The list of crimes that might be charged as third-degree felonies is large, differs from state to state, and depends on the circumstances of the crime, as well as the offender's criminal history. Examples of third-degree felonies include elder abuse, assault and battery, drug possession, driving under the influence, child molestation, arson, transmission of pornography, embezzlement, theft, and fraud.

Penalties for third-degree felonies

Laws and penalties vary from state to state, but in general a third-degree felony is punishable by jail time of not less than 2 years and not more than 10 years, and by a fine of not more than $10,000 (subject to change). The level of felony charged and the resulting penalty will vary depending on the severity of the crime and whether there were special circumstances, such as if a gun was used.

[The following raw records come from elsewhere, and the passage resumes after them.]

//! # Configuration Module
//!
//! 백엔드 서비스의 설정 관리를 담당하는 모듈입니다.
//! Spring Framework의 `@Configuration` 클래스와 유사한 역할을 수행하며,
//! 환경 변수 기반의 설정값들을 중앙집중식으로 관리합니다.
//!
//! ## 모듈 구성
//!
//! - [`server_config`] - HTTP 서버 바인딩 관련 설정
//! - [`firebase_config`] - Firebase 프로젝트 및 REST 엔드포인트 설정
//!
//! ## 설계 원칙
//!
//! ### 1. 보안 우선 (Security First)
//!
//! - 민감한 정보는 환경 변수로만 제공
//! - 필수 설정값 누락 시 부팅 시점에 패닉
//! - 서비스 계정 키는 파일 경로로만 참조
//!
//! ### 2. 타입 안전성 (Type Safety)
//!
//! - 설정값의 타입 검증
//! - 런타임 설정값 파싱 오류 처리
//!
//! ## 사용 예제
//!
//! ```rust,ignore
//! use crate::config::{FirebaseConfig, ServerConfig};
//!
//! // 서버 설정
//! let host = ServerConfig::host();
//! let port = ServerConfig::port();
//! println!("Server will bind to {}:{}", host, port);
//!
//! // Firebase 설정
//! let api_key = FirebaseConfig::api_key();
//! let project_id = FirebaseConfig::project_id();
//! ```
//!
//! ## 환경 변수 설정 가이드
//!
//! ### 필수 환경 변수
//!
//! ```bash
//! # Firebase 설정
//! export FIREBASE_API_KEY="AIzaSy..."
//! export FIREBASE_PROJECT_ID="my-project"
//! export GOOGLE_APPLICATION_CREDENTIALS="./secrets/service-account.json"
//! ```
//!
//! ### 선택적 환경 변수
//!
//! ```bash
//! # 서버 설정
//! export HOST="0.0.0.0"
//! export PORT="8080"
//! export HTTP_WORKERS="4"
//!
//! # 요청 제한 설정
//! export RATE_LIMIT_PER_SECOND="100"
//! export RATE_LIMIT_BURST_SIZE="200"
//! ```
//!
//! ## Spring과의 비교
//!
//! | Spring | Rust (이 프로젝트) |
//! |--------|-------------------|
//! | `@Configuration` | `pub struct Config` |
//! | `@Value("${property}")` | `env::var("PROPERTY")` |
//! | `application.yml` | `.env` 파일 |
//! | `@ConfigurationProperties` | 구조체 기반 설정 |

pub mod server_config;
pub mod firebase_config;

pub use server_config::*;
pub use firebase_config::*;
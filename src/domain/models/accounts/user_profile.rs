//! Firestore `users` 컬렉션의 비정규화 프로필 문서 모델

use serde::{Deserialize, Serialize};

/// 사용자 프로필 문서
///
/// Firebase 계정과 별도로 Firestore에 보관되는 부가 프로필입니다.
/// 모든 필드가 선택적이며, 저장 시 존재하는 필드만 병합(merge)됩니다.
/// Firestore 문서의 실제 필드 키는 camelCase(`photoURL` 포함)입니다.
#[derive(Debug, Clone, Default, PartialEq, Serialize, Deserialize)]
#[serde(rename_all = "camelCase")]
pub struct UserProfile {
    #[serde(default, skip_serializing_if = "Option::is_none")]
    pub display_name: Option<String>,

    #[serde(default, skip_serializing_if = "Option::is_none")]
    pub email: Option<String>,

    #[serde(default, skip_serializing_if = "Option::is_none")]
    pub phone_number: Option<String>,

    #[serde(default, rename = "photoURL", skip_serializing_if = "Option::is_none")]
    pub photo_url: Option<String>,
}

impl UserProfile {
    /// 저장할 필드가 하나도 없는지 확인합니다.
    pub fn is_empty(&self) -> bool {
        self.display_name.is_none()
            && self.email.is_none()
            && self.phone_number.is_none()
            && self.photo_url.is_none()
    }
}
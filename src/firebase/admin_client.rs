//! Identity Toolkit Admin REST 클라이언트
//!
//! 프로젝트 범위 경로(`projects/{project_id}/accounts:*`)의 관리용 엔드포인트를
//! 호출합니다. API 키 대신 서비스 계정의 OAuth2 액세스 토큰으로 인증하며,
//! 계정 조회(lookup)와 이메일 확인 상태 변경(update)에 사용됩니다.

use std::sync::Arc;

use serde::de::DeserializeOwned;
use serde_json::json;

use crate::config::FirebaseConfig;
use crate::domain::dto::firebase::response::AccountLookupResponse;
use crate::domain::models::accounts::user_record::UserRecord;
use crate::errors::{AppError, AppResult};
use crate::firebase::credentials::FirebaseCredentials;

/// Identity Toolkit Admin REST 클라이언트
///
/// [`FirebaseCredentials`]를 공유하여 요청마다 캐시된 액세스 토큰을 사용합니다.
pub struct AdminClient {
    http: reqwest::Client,
    credentials: Arc<FirebaseCredentials>,
}

impl AdminClient {
    pub fn new(credentials: Arc<FirebaseCredentials>) -> Self {
        Self {
            http: reqwest::Client::new(),
            credentials,
        }
    }

    /// 이메일로 계정 레코드를 조회합니다.
    ///
    /// # Errors
    ///
    /// 일치하는 계정이 없으면 [`AppError::NotFound`]를 반환합니다.
    pub async fn lookup_by_email(&self, email: &str) -> AppResult<UserRecord> {
        let response: AccountLookupResponse = self
            .post("lookup", json!({ "email": [email] }))
            .await?;

        first_user(response)
            .ok_or_else(|| AppError::NotFound(format!("계정을 찾을 수 없습니다: {}", email)))
    }

    /// uid로 계정 레코드를 조회합니다.
    ///
    /// 토큰 폐기 판정([`TokenVerifier`])이 `disabled` / `validSince` 확인에 사용합니다.
    ///
    /// [`TokenVerifier`]: crate::firebase::token_verifier::TokenVerifier
    pub async fn lookup_by_uid(&self, uid: &str) -> AppResult<UserRecord> {
        let response: AccountLookupResponse = self
            .post("lookup", json!({ "localId": [uid] }))
            .await?;

        first_user(response)
            .ok_or_else(|| AppError::NotFound(format!("계정을 찾을 수 없습니다: uid={}", uid)))
    }

    /// 계정의 이메일 확인 상태를 변경합니다.
    pub async fn set_email_verified(&self, uid: &str, verified: bool) -> AppResult<()> {
        self.post::<serde_json::Value>(
            "update",
            json!({
                "localId": uid,
                "emailVerified": verified,
            }),
        )
        .await?;

        log::info!("emailVerified={} 설정 완료: uid={}", verified, uid);
        Ok(())
    }

    /// 프로젝트 범위 `accounts:{action}` 엔드포인트로 Bearer 인증 POST를 보냅니다.
    async fn post<T: DeserializeOwned>(
        &self,
        action: &str,
        body: serde_json::Value,
    ) -> AppResult<T> {
        let url = format!(
            "{}/projects/{}/accounts:{}",
            FirebaseConfig::identity_base_url(),
            FirebaseConfig::project_id(),
            action
        );

        let access_token = self.credentials.access_token().await?;

        let response = self
            .http
            .post(&url)
            .bearer_auth(access_token)
            .json(&body)
            .send()
            .await
            .map_err(|e| AppError::ExternalServiceError(format!("Admin API 요청 실패: {}", e)))?;

        if !response.status().is_success() {
            let body = response.text().await.unwrap_or_default();
            let message = super::extract_error_message(&body);
            log::warn!("Admin API 거부 (accounts:{}): {}", action, message);
            return Err(AppError::ExternalServiceError(message));
        }

        response
            .json::<T>()
            .await
            .map_err(|e| AppError::ExternalServiceError(format!("Admin API 응답 해석 실패: {}", e)))
    }
}

/// lookup 응답에서 첫 번째 계정 레코드를 꺼냅니다.
///
/// Admin API는 일치하는 계정이 없으면 `users` 배열 자체를 생략합니다.
fn first_user(response: AccountLookupResponse) -> Option<UserRecord> {
    response.users.and_then(|mut users| {
        if users.is_empty() {
            None
        } else {
            Some(users.remove(0))
        }
    })
}

#[cfg(test)]
mod tests {
    use super::*;

    #[test]
    fn test_first_user_returns_single_match() {
        let response: AccountLookupResponse = serde_json::from_value(serde_json::json!({
            "kind": "identitytoolkit#GetAccountInfoResponse",
            "users": [{ "localId": "uid-1", "email": "user@example.com" }]
        }))
        .unwrap();

        let record = first_user(response).unwrap();
        assert_eq!(record.local_id, "uid-1");
    }

    #[test]
    fn test_first_user_with_missing_users_array() {
        let response: AccountLookupResponse =
            serde_json::from_value(serde_json::json!({ "kind": "x" })).unwrap();

        assert!(first_user(response).is_none());
    }

    #[test]
    fn test_first_user_with_empty_users_array() {
        let response: AccountLookupResponse =
            serde_json::from_value(serde_json::json!({ "users": [] })).unwrap();

        assert!(first_user(response).is_none());
    }
}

If you are charged with a third-degree felony

If you are charged with a third-degree felony, you should hire an attorney who specializes in criminal cases to represent you as soon as possible. The importance of having experienced legal counsel cannot be overstated. Criminal cases are very complicated, and many are won or lost on technical or procedural matters. Your attorney will explore the specifics of your case to see if any procedural rules have been broken or any of your rights have been violated. An experienced criminal attorney can make good recommendations as to whether a plea bargain to settle the case or a trial is your best option. In the meantime, you may have to go to jail, or you may be able to post bail and remain free pending your trial or settlement of your case.

Your rights

If you are taken into police custody in the United States, you have basic rights known as Miranda warnings (named after the court case that established these rights). Note that police do not have to give these warnings if you are not in custody. Miranda rights are the following:

  • The right to not speak to police.

  • The right to see your lawyer.

  • The right to have the court provide an attorney if you can't afford to hire one.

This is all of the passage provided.